IF the leak turns out to be from near the rubrails, its more likely the deck-to-hull joint that's leaking. In those years, the actual deck-to-hull joint connection would have been covered by the rubrail... latter not being the primary water repellant. Probably would have looked something like this (from a sister company, rubrail identified for one of their specific models):

deck-to-hull_joint.jpg

You can do some testing; when it's dry, flood the area from outside (dock water, garden hose, etc) and see what happens. Sometimes you can use something like flour or similar, spread out over likely ingress avenues, to sort out where the leak actually comes from. You can sometimes temporarily patch a small leak with new caulk along the top of the rubrail, but... the real fix is to pull the rubrail, replace the butyl tape, replace the secondary sealant, then reattached the rubrail and recaulk. If the leak is only on one side of theboat, you could just treat that side, at first.

The blackwater (aka "holding") tank location can usually be traced by following the plumbing that connects underneath to the pump-out deck plate. And there would usually be an overboard waste pump, with it's own seacock; you can usually trace backwards from that to the holding tank too.

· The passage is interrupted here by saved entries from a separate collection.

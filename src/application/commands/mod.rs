pub mod articles;
pub mod comments;
pub mod profiles;
pub mod users;
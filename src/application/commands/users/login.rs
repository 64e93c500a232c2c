use super::UserCommandService;
use crate::{
    application::{
        dto::UserDto,
        error::{ApplicationError, ApplicationResult},
    },
    domain::user::Email,
};

pub struct LoginUserCommand {
    pub email: String,
    pub password: String,
}

impl UserCommandService {
    pub async fn login(&self, command: LoginUserCommand) -> ApplicationResult<UserDto> {
        // A malformed email cannot belong to anyone; answer like a wrong password.
        let email = Email::new(command.email)
            .map_err(|_| ApplicationError::unauthorized("invalid credentials"))?;

        let user = self
            .user_repo
            .find_by_email(&email)
            .await?
            .ok_or_else(|| ApplicationError::unauthorized("invalid credentials"))?;

        self.password_hasher
            .verify(&command.password, user.password_hash.as_str())
            .await?;

        self.with_fresh_token(user).await
    }
}
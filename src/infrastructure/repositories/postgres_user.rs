// src/infrastructure/repositories/postgres_user.rs
use super::map_sqlx;
use crate::domain::errors::{DomainError, DomainResult};
use crate::domain::user::{
    Email, NewUser, PasswordHash, User, UserId, UserRepository, UserUpdate, Username,
};
use async_trait::async_trait;
use chrono::{DateTime, Utc};
use sqlx::{FromRow, PgPool, Postgres, QueryBuilder};

const USER_COLUMNS: &str =
    "id, email, username, password_hash, bio, image, created_at, updated_at";

#[derive(Clone)]
pub struct PostgresUserRepository {
    pool: PgPool,
}

impl PostgresUserRepository {
    pub fn new(pool: PgPool) -> Self {
        Self { pool }
    }

    async fn find_one(&self, column: &str, value: String) -> DomainResult<Option<User>> {
        let mut builder: QueryBuilder<Postgres> =
            QueryBuilder::new(format!("SELECT {USER_COLUMNS} FROM users WHERE {column} = "));
        builder.push_bind(value);

        let row = builder
            .build_query_as::<UserRow>()
            .fetch_optional(&self.pool)
            .await
            .map_err(map_sqlx)?;

        row.map(User::try_from).transpose()
    }
}

#[derive(Debug, FromRow)]
struct UserRow {
    id: i64,
    email: String,
    username: String,
    password_hash: String,
    bio: Option<String>,
    image: Option<String>,
    created_at: DateTime<Utc>,
    updated_at: DateTime<Utc>,
}

impl TryFrom<UserRow> for User {
    type Error = DomainError;

    fn try_from(row: UserRow) -> Result<Self, Self::Error> {
        Ok(User {
            id: UserId::new(row.id)?,
            email: Email::new(row.email)?,
            username: Username::new(row.username)?,
            password_hash: PasswordHash::new(row.password_hash)?,
            bio: row.bio,
            image: row.image,
            created_at: row.created_at,
            updated_at: row.updated_at,
        })
    }
}

#[async_trait]
impl UserRepository for PostgresUserRepository {
    async fn insert(&self, new_user: NewUser) -> DomainResult<User> {
        let NewUser {
            email,
            username,
            password_hash,
            created_at,
        } = new_user;

        let row = sqlx::query_as::<_, UserRow>(&format!(
            "INSERT INTO users (email, username, password_hash, created_at, updated_at)
             VALUES ($1, $2, $3, $4, $4)
             RETURNING {USER_COLUMNS}"
        ))
        .bind(email.as_str())
        .bind(username.as_str())
        .bind(password_hash.as_str())
        .bind(created_at)
        .fetch_one(&self.pool)
        .await
        .map_err(map_sqlx)?;

        User::try_from(row)
    }

    async fn update(&self, update: UserUpdate) -> DomainResult<User> {
        let UserUpdate {
            id,
            email,
            username,
            password_hash,
            bio,
            image,
            updated_at,
        } = update;

        let mut builder: QueryBuilder<Postgres> =
            QueryBuilder::new("UPDATE users SET updated_at = ");
        builder.push_bind(updated_at);

        if let Some(email) = email {
            builder.push(", email = ");
            builder.push_bind(String::from(email));
        }
        if let Some(username) = username {
            builder.push(", username = ");
            builder.push_bind(String::from(username));
        }
        if let Some(password_hash) = password_hash {
            builder.push(", password_hash = ");
            builder.push_bind(String::from(password_hash));
        }
        if let Some(bio) = bio {
            builder.push(", bio = ");
            builder.push_bind(bio);
        }
        if let Some(image) = image {
            builder.push(", image = ");
            builder.push_bind(image);
        }

        builder.push(" WHERE id = ");
        builder.push_bind(i64::from(id));
        builder.push(" RETURNING ");
        builder.push(USER_COLUMNS);

        let row = builder
            .build_query_as::<UserRow>()
            .fetch_optional(&self.pool)
            .await
            .map_err(map_sqlx)?
            .ok_or_else(|| DomainError::NotFound("user not found".into()))?;

        User::try_from(row)
    }

    async fn find_by_id(&self, id: UserId) -> DomainResult<Option<User>> {
        let row = sqlx::query_as::<_, UserRow>(&format!(
            "SELECT {USER_COLUMNS} FROM users WHERE id = $1"
        ))
        .bind(i64::from(id))
        .fetch_optional(&self.pool)
        .await
        .map_err(map_sqlx)?;

        row.map(User::try_from).transpose()
    }

    async fn find_by_username(&self, username: &Username) -> DomainResult<Option<User>> {
        self.find_one("username", username.as_str().to_owned()).await
    }

    async fn find_by_email(&self, email: &Email) -> DomainResult<Option<User>> {
        self.find_one("email", email.as_str().to_owned()).await
    }
}
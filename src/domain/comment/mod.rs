// src/domain/comment/mod.rs
pub mod entity;
pub mod repository;

pub use entity::{CanDeleteCommentSpec, Comment, CommentBody, CommentId, CommentRecord, NewComment};
pub use repository::CommentRepository;
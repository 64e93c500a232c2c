// tests/support/mocks/mod.rs
pub mod racing;
pub mod security;
pub mod store;
pub mod time;

pub use racing::RacingArticleWrite;
pub use security::{DummyPasswordHasher, DummyTokenManager, token_for};
pub use store::{InMemoryStore, QueryCounters};
pub use time::{TickingClock, fixed_now};
// src/application/commands/articles/service.rs
use std::future::Future;
use std::sync::Arc;

use crate::{
    application::{
        dto::AuthenticatedUser,
        error::{ApplicationError, ApplicationResult},
        ports::time::Clock,
        projection::ArticleProjector,
    },
    domain::{
        article::{
            Article, ArticleId, ArticleReadRepository, ArticleSlug, ArticleTitle,
            ArticleWriteRepository,
            services::ArticleSlugService,
            specifications::{ArticleSpecification, CanModifyArticleSpec},
        },
        errors::{DomainError, DomainResult},
        user::UserRepository,
    },
};

/// Writes that lose a slug race are re-resolved at most this many times in total.
pub const MAX_SLUG_ATTEMPTS: u32 = 3;

pub struct ArticleCommandService {
    pub(super) write_repo: Arc<dyn ArticleWriteRepository>,
    pub(super) read_repo: Arc<dyn ArticleReadRepository>,
    pub(super) user_repo: Arc<dyn UserRepository>,
    pub(super) slug_service: Arc<ArticleSlugService>,
    pub(super) projector: Arc<ArticleProjector>,
    pub(super) clock: Arc<dyn Clock>,
}

impl ArticleCommandService {
    pub fn new(
        write_repo: Arc<dyn ArticleWriteRepository>,
        read_repo: Arc<dyn ArticleReadRepository>,
        user_repo: Arc<dyn UserRepository>,
        slug_service: Arc<ArticleSlugService>,
        projector: Arc<ArticleProjector>,
        clock: Arc<dyn Clock>,
    ) -> Self {
        Self {
            write_repo,
            read_repo,
            user_repo,
            slug_service,
            projector,
            clock,
        }
    }

    /// Resolve a free slug for `title` and hand it to `write`. When the storage
    /// constraint reports the slug as taken anyway, resolve again and retry.
    pub(super) async fn write_with_unique_slug<T, F, Fut>(
        &self,
        title: &ArticleTitle,
        ignore_id: Option<ArticleId>,
        mut write: F,
    ) -> ApplicationResult<T>
    where
        F: FnMut(ArticleSlug) -> Fut,
        Fut: Future<Output = DomainResult<T>>,
    {
        let mut attempt = 1;
        loop {
            let slug = self
                .slug_service
                .generate_unique_slug(title, ignore_id)
                .await?;

            match write(slug.clone()).await {
                Err(DomainError::Conflict(reason)) if attempt < MAX_SLUG_ATTEMPTS => {
                    tracing::warn!(slug = %slug, attempt, %reason, "slug claimed concurrently, retrying");
                    attempt += 1;
                }
                Err(DomainError::Conflict(_)) => {
                    return Err(ApplicationError::conflict(
                        "article with similar title already exists",
                    ));
                }
                result => return result.map_err(ApplicationError::from),
            }
        }
    }
}

pub(super) fn ensure_can_modify(
    actor: &AuthenticatedUser,
    article: &Article,
    action: &str,
) -> ApplicationResult<()> {
    if CanModifyArticleSpec::new(article, actor.id).is_satisfied() {
        Ok(())
    } else {
        Err(ApplicationError::forbidden(format!(
            "you can only {action} your own articles"
        )))
    }
}
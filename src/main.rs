use anyhow::Result;
use conduit_core::application::{
    ports::{
        security::{PasswordHasher, TokenManager},
        time::Clock,
        util::SlugGenerator,
    },
    services::ApplicationServices,
};
use conduit_core::config::AppConfig;
use conduit_core::domain::{
    article::{ArticleReadRepository, ArticleWriteRepository},
    comment::CommentRepository,
    follow::FollowRepository,
    user::UserRepository,
};
use conduit_core::infrastructure::{
    database,
    repositories::{
        PostgresArticleReadRepository, PostgresArticleWriteRepository, PostgresCommentRepository,
        PostgresFollowRepository, PostgresUserRepository,
    },
    security::{password::Argon2PasswordHasher, token::BiscuitTokenManager},
    time::SystemClock,
    util::TitleSlugGenerator,
};
use conduit_core::presentation::http::{routes::build_router, state::HttpState};
use std::{net::SocketAddr, sync::Arc};
use tokio::signal;
use tracing_subscriber::{EnvFilter, layer::SubscriberExt, util::SubscriberInitExt};

#[tokio::main]
async fn main() {
    if let Err(err) = bootstrap().await {
        tracing::error!(error = %err, "fatal error");
        eprintln!("fatal error: {err}");
        std::process::exit(1);
    }
}

async fn bootstrap() -> Result<()> {
    dotenvy::dotenv().ok();
    init_tracing();

    let config = AppConfig::from_env()?;

    let pool = database::init_pool(config.database_url(), config.database_max_connections()).await?;
    database::run_migrations(&pool).await?;

    let user_repo: Arc<dyn UserRepository> = Arc::new(PostgresUserRepository::new(pool.clone()));
    let follow_repo: Arc<dyn FollowRepository> =
        Arc::new(PostgresFollowRepository::new(pool.clone()));
    let article_write_repo: Arc<dyn ArticleWriteRepository> =
        Arc::new(PostgresArticleWriteRepository::new(pool.clone()));
    let article_read_repo: Arc<dyn ArticleReadRepository> =
        Arc::new(PostgresArticleReadRepository::new(pool.clone()));
    let comment_repo: Arc<dyn CommentRepository> =
        Arc::new(PostgresCommentRepository::new(pool.clone()));

    let password_hasher: Arc<dyn PasswordHasher> = Arc::new(Argon2PasswordHasher);
    let token_manager: Arc<dyn TokenManager> = Arc::new(BiscuitTokenManager::new(
        config.biscuit_private_key(),
        config.token_ttl(),
    )?);
    let clock: Arc<dyn Clock> = Arc::new(SystemClock);
    let slugger: Arc<dyn SlugGenerator> = Arc::new(TitleSlugGenerator);

    let services = Arc::new(ApplicationServices::new(
        user_repo,
        follow_repo,
        article_write_repo,
        article_read_repo,
        comment_repo,
        password_hasher,
        token_manager,
        clock,
        slugger,
    ));

    let app = build_router(HttpState { services }, config.allowed_origins());

    let listener = tokio::net::TcpListener::bind(config.listen_addr()).await?;
    let address: SocketAddr = listener.local_addr()?;
    tracing::info!("listening on {address}");

    axum::serve(listener, app)
        .with_graceful_shutdown(shutdown_signal())
        .await?;

    Ok(())
}

fn init_tracing() {
    let env_filter = EnvFilter::try_from_default_env()
        .unwrap_or_else(|_| EnvFilter::new("info,tower_http=info,sqlx=warn"));

    let subscriber = tracing_subscriber::registry()
        .with(env_filter)
        .with(tracing_subscriber::fmt::layer());

    if subscriber.try_init().is_err() {
        tracing::warn!("tracing subscriber already initialised");
    }
}

async fn shutdown_signal() {
    let ctrl_c = async {
        if let Err(err) = signal::ctrl_c().await {
            tracing::error!(error = %err, "failed to listen for CTRL+C");
            std::future::pending::<()>().await;
        }
    };

    #[cfg(unix)]
    let terminate = async {
        match signal::unix::signal(signal::unix::SignalKind::terminate()) {
            Ok(mut stream) => {
                stream.recv().await;
            }
            Err(err) => {
                tracing::error!(error = %err, "failed to install terminate handler");
                std::future::pending::<()>().await;
            }
        }
    };

    #[cfg(not(unix))]
    let terminate = std::future::pending::<()>();

    tokio::select! {
        _ = ctrl_c => {}
        _ = terminate => {}
    }
    tracing::info!("shutdown signal received");
}
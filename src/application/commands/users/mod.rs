mod login;
mod password;
mod register;
mod service;
mod update;

pub use login::LoginUserCommand;
pub use register::RegisterUserCommand;
pub use service::UserCommandService;
pub use update::UpdateUserCommand;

Holding tanks usually only service the toilets. Water run-off from showers -- and aircon condensate -- usually route to a sump pump somewhere. Water from sinks often goes directly overboard.

Hard to identify cause of your list to one side. It's usually about weight distribution, but you'd have to explore to identify heavy stuff in each area, see what offsets what. Could be something as simple as a full holding tank... or where the spare anchors are stored, or whatever...

-Chris
 
Last edited:
Hi, thank you very much for your answer, we will look at all this and I hope we find the reason of our problems.
 
I will suggest that for manuals and such that you also try Ebay. Use their long term hold , don't know specific name anymore. If one comes up they will Email you to find out if you still want what you asked for.
I have gotten several out of production tools and parts that way.

I agree that lists can be from poor loading activities so a greater load is on one side.
Take a good look at what is stored below and move stuff as needed.
 
I will suggest that for manuals and such that you also try Ebay. Use their long term hold , don't know specific name anymore. If one comes up they will Email you to find out if you still want what you asked for.
I have gotten several out of production tools and parts that way.

I agree that lists can be from poor loading activities so a greater load is on one side.
Take a good look at what is stored below and move stuff as needed.
Hi, thank you for your reply.

Meanwhile I found a gropu of 31SB owners and find out that a lot of 31SB are tilt to port, a generator used to be on starborad side, which we do not have it, and when I think of positions of things on boat itself it makes me wounder that wheight originally is not distributed that well.. and my boat is currenty without our stuff yet so the storage is empty on the starboard side. I hope when I fill it on this side it will be more in line :)
 
Brina,

For the water leak, I would check the cleats, and rail mounts a previously mentioned. Also, are you running the forward AC unit? I had a similar situation, and it turned out to be a clog in the AC drain pan hose.

As far as the blackwater holding tank goes, it is under the kitchen floor with little to no access. You can see a bit of it if you look in the rear access door on the kitchen floor right inside the sliding doors.

John
 
Brina,

For the water leak, I would check the cleats, and rail mounts a previously mentioned. Also, are you running the forward AC unit? I had a similar situation, and it turned out to be a clog in the AC drain pan hose.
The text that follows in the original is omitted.